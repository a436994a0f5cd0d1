use anyhow::{anyhow, bail, Result};
use clap::Parser;
use figment::{
    providers::{Env, Format, Json, Serialized, Toml},
    Figment,
};
use serde::{Deserialize, Deserializer, Serialize};
use std::path::{Path, PathBuf};
use std::time::Duration;

use crate::publisher::ttl_seconds;
use crate::runtime::Lookup;
use crate::scheduler::Jitter;
use crate::store::KeyPath;
use crate::types::{ContainerPort, Encoding};

/// Publish the host port of a Docker container to etcd.
#[derive(Debug, Default, Parser)]
#[command(name = "remora", version)]
pub struct Cli {
    /// Comma-delimited list of etcd peer URLs
    #[arg(short = 'C', long, value_delimiter = ',')]
    pub etcd_peers: Option<Vec<String>>,
    /// Docker daemon endpoint
    #[arg(short = 'H', long)]
    pub docker_host: Option<String>,
    /// Host IP address to advertise
    #[arg(short = 'a', long)]
    pub host_ip: Option<String>,
    /// Container port to report, e.g. `80` or `53/udp`
    #[arg(short = 'p', long = "port")]
    pub container_port: Option<ContainerPort>,
    /// Polling interval
    #[arg(short = 'i', long, value_parser = humantime::parse_duration)]
    pub interval: Option<Duration>,
    /// Added to the interval to form the TTL
    #[arg(short = 'b', long, value_parser = humantime::parse_duration)]
    pub buffer: Option<Duration>,
    /// Timeout for each Docker and etcd request
    #[arg(long = "timeout", value_parser = humantime::parse_duration)]
    pub request_timeout: Option<Duration>,
    /// Store values as JSON objects instead of `host:port`
    #[arg(short = 'j', long)]
    pub json: bool,
    /// Range each sleep is drawn from
    #[arg(long, value_enum)]
    pub jitter: Option<Jitter>,
    /// How the container is located on the daemon
    #[arg(long, value_enum)]
    pub lookup: Option<Lookup>,
    /// Container ID or name
    pub container: Option<String>,
    /// etcd key to publish under
    pub key: Option<String>,
}

#[derive(Debug, Clone, Deserialize, Serialize)]
pub struct Config {
    #[serde(deserialize_with = "peer_list")]
    pub etcd_peers: Vec<String>,
    pub docker_host: String,
    #[serde(skip_serializing_if = "Option::is_none")]
    pub docker_cert_path: Option<PathBuf>,
    pub host_ip: String,
    pub container_port: ContainerPort,
    #[serde(with = "duration")]
    pub interval: Duration,
    #[serde(with = "duration")]
    pub buffer: Duration,
    #[serde(with = "duration")]
    pub request_timeout: Duration,
    pub encoding: Encoding,
    pub jitter: Jitter,
    pub lookup: Lookup,
    pub container: String,
    pub key: String,
}

impl Default for Config {
    fn default() -> Self {
        Self {
            etcd_peers: vec!["http://127.0.0.1:4001".into()],
            docker_host: "unix:///var/run/docker.sock".into(),
            docker_cert_path: None,
            host_ip: "127.0.0.1".into(),
            container_port: ContainerPort::tcp(80),
            interval: Duration::from_secs(30),
            buffer: Duration::from_secs(5),
            request_timeout: Duration::from_secs(10),
            encoding: Encoding::Plain,
            jitter: Jitter::Full,
            lookup: Lookup::Inspect,
            container: String::new(),
            key: String::new(),
        }
    }
}

/// Client certificate material for a TLS Docker endpoint.
#[derive(Debug, Clone, PartialEq, Eq)]
pub struct TlsMaterial {
    pub dir: PathBuf,
    pub key: PathBuf,
    pub cert: PathBuf,
    pub ca: PathBuf,
}

impl TlsMaterial {
    pub fn from_dir(dir: &Path) -> Self {
        Self {
            dir: dir.to_path_buf(),
            key: dir.join("key.pem"),
            cert: dir.join("cert.pem"),
            ca: dir.join("ca.pem"),
        }
    }
}

impl Config {
    pub fn load() -> Result<Self> {
        let cli = Cli::parse();
        let config: Config = Self::figment(&cli)
            .extract()
            .map_err(|e| anyhow!("Failed to load configuration: {}", e))?;
        config.validate()?;
        Ok(config)
    }

    /// Defaults, then `remora.toml`, `remora.json`, `REMORA_*` variables,
    /// and finally the flags that were actually given.
    pub fn figment(cli: &Cli) -> Figment {
        let mut figment = Figment::from(Serialized::defaults(Config::default()))
            .merge(Toml::file("remora.toml"))
            .merge(Json::file("remora.json"))
            .merge(Env::prefixed("REMORA_"));

        if let Ok(path) = std::env::var("DOCKER_CERT_PATH") {
            if !path.is_empty() {
                figment = figment.merge(Serialized::default("docker_cert_path", path));
            }
        }

        if let Some(peers) = &cli.etcd_peers {
            figment = figment.merge(Serialized::default("etcd_peers", peers));
        }
        if let Some(host) = &cli.docker_host {
            figment = figment.merge(Serialized::default("docker_host", host));
        }
        if let Some(ip) = &cli.host_ip {
            figment = figment.merge(Serialized::default("host_ip", ip));
        }
        if let Some(port) = cli.container_port {
            figment = figment.merge(Serialized::default("container_port", port));
        }
        for (key, value) in [
            ("interval", cli.interval),
            ("buffer", cli.buffer),
            ("request_timeout", cli.request_timeout),
        ] {
            if let Some(d) = value {
                figment = figment.merge(Serialized::default(
                    key,
                    humantime::format_duration(d).to_string(),
                ));
            }
        }
        if cli.json {
            figment = figment.merge(Serialized::default("encoding", Encoding::Json));
        }
        if let Some(jitter) = cli.jitter {
            figment = figment.merge(Serialized::default("jitter", jitter));
        }
        if let Some(lookup) = cli.lookup {
            figment = figment.merge(Serialized::default("lookup", lookup));
        }
        if let Some(container) = &cli.container {
            figment = figment.merge(Serialized::default("container", container));
        }
        if let Some(key) = &cli.key {
            figment = figment.merge(Serialized::default("key", key));
        }
        figment
    }

    pub fn validate(&self) -> Result<()> {
        if self.interval.is_zero() {
            bail!("interval must be greater than zero");
        }
        if self.container.trim().is_empty() {
            bail!("missing container reference (first positional argument)");
        }
        if self.key.trim().is_empty() {
            bail!("missing etcd key (second positional argument)");
        }
        KeyPath::parse(&self.key)?;
        if self.etcd_peers.is_empty() {
            bail!("at least one etcd peer is required");
        }
        Ok(())
    }

    pub fn ttl_seconds(&self) -> u64 {
        ttl_seconds(self.interval, self.buffer)
    }

    pub fn docker_tls(&self) -> Option<TlsMaterial> {
        self.docker_cert_path.as_deref().map(TlsMaterial::from_dir)
    }
}

/// Accepts either a list or a comma-delimited string, so
/// `REMORA_ETCD_PEERS=http://a:4001,http://b:4001` works.
fn peer_list<'de, D: Deserializer<'de>>(deserializer: D) -> Result<Vec<String>, D::Error> {
    #[derive(Deserialize)]
    #[serde(untagged)]
    enum Peers {
        List(Vec<String>),
        Joined(String),
    }

    let peers = match Peers::deserialize(deserializer)? {
        Peers::List(list) => list,
        Peers::Joined(joined) => joined.split(',').map(String::from).collect(),
    };
    Ok(peers
        .into_iter()
        .map(|p| p.trim().to_string())
        .filter(|p| !p.is_empty())
        .collect())
}

/// Durations are written as humantime strings (`"30s"`, `"1m 30s"`);
/// bare integers are seconds.
mod duration {
    use serde::de::Error;
    use serde::{Deserialize, Deserializer, Serializer};
    use std::time::Duration;

    pub fn serialize<S: Serializer>(d: &Duration, serializer: S) -> Result<S::Ok, S::Error> {
        serializer.serialize_str(&humantime::format_duration(*d).to_string())
    }

    pub fn deserialize<'de, D: Deserializer<'de>>(deserializer: D) -> Result<Duration, D::Error> {
        #[derive(Deserialize)]
        #[serde(untagged)]
        enum Raw {
            Seconds(u64),
            Text(String),
        }

        match Raw::deserialize(deserializer)? {
            Raw::Seconds(secs) => Ok(Duration::from_secs(secs)),
            Raw::Text(text) => humantime::parse_duration(text.trim()).map_err(D::Error::custom),
        }
    }
}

# # #

Check each line of the records above for the word "http" and report how many lines have it, as a number only.

2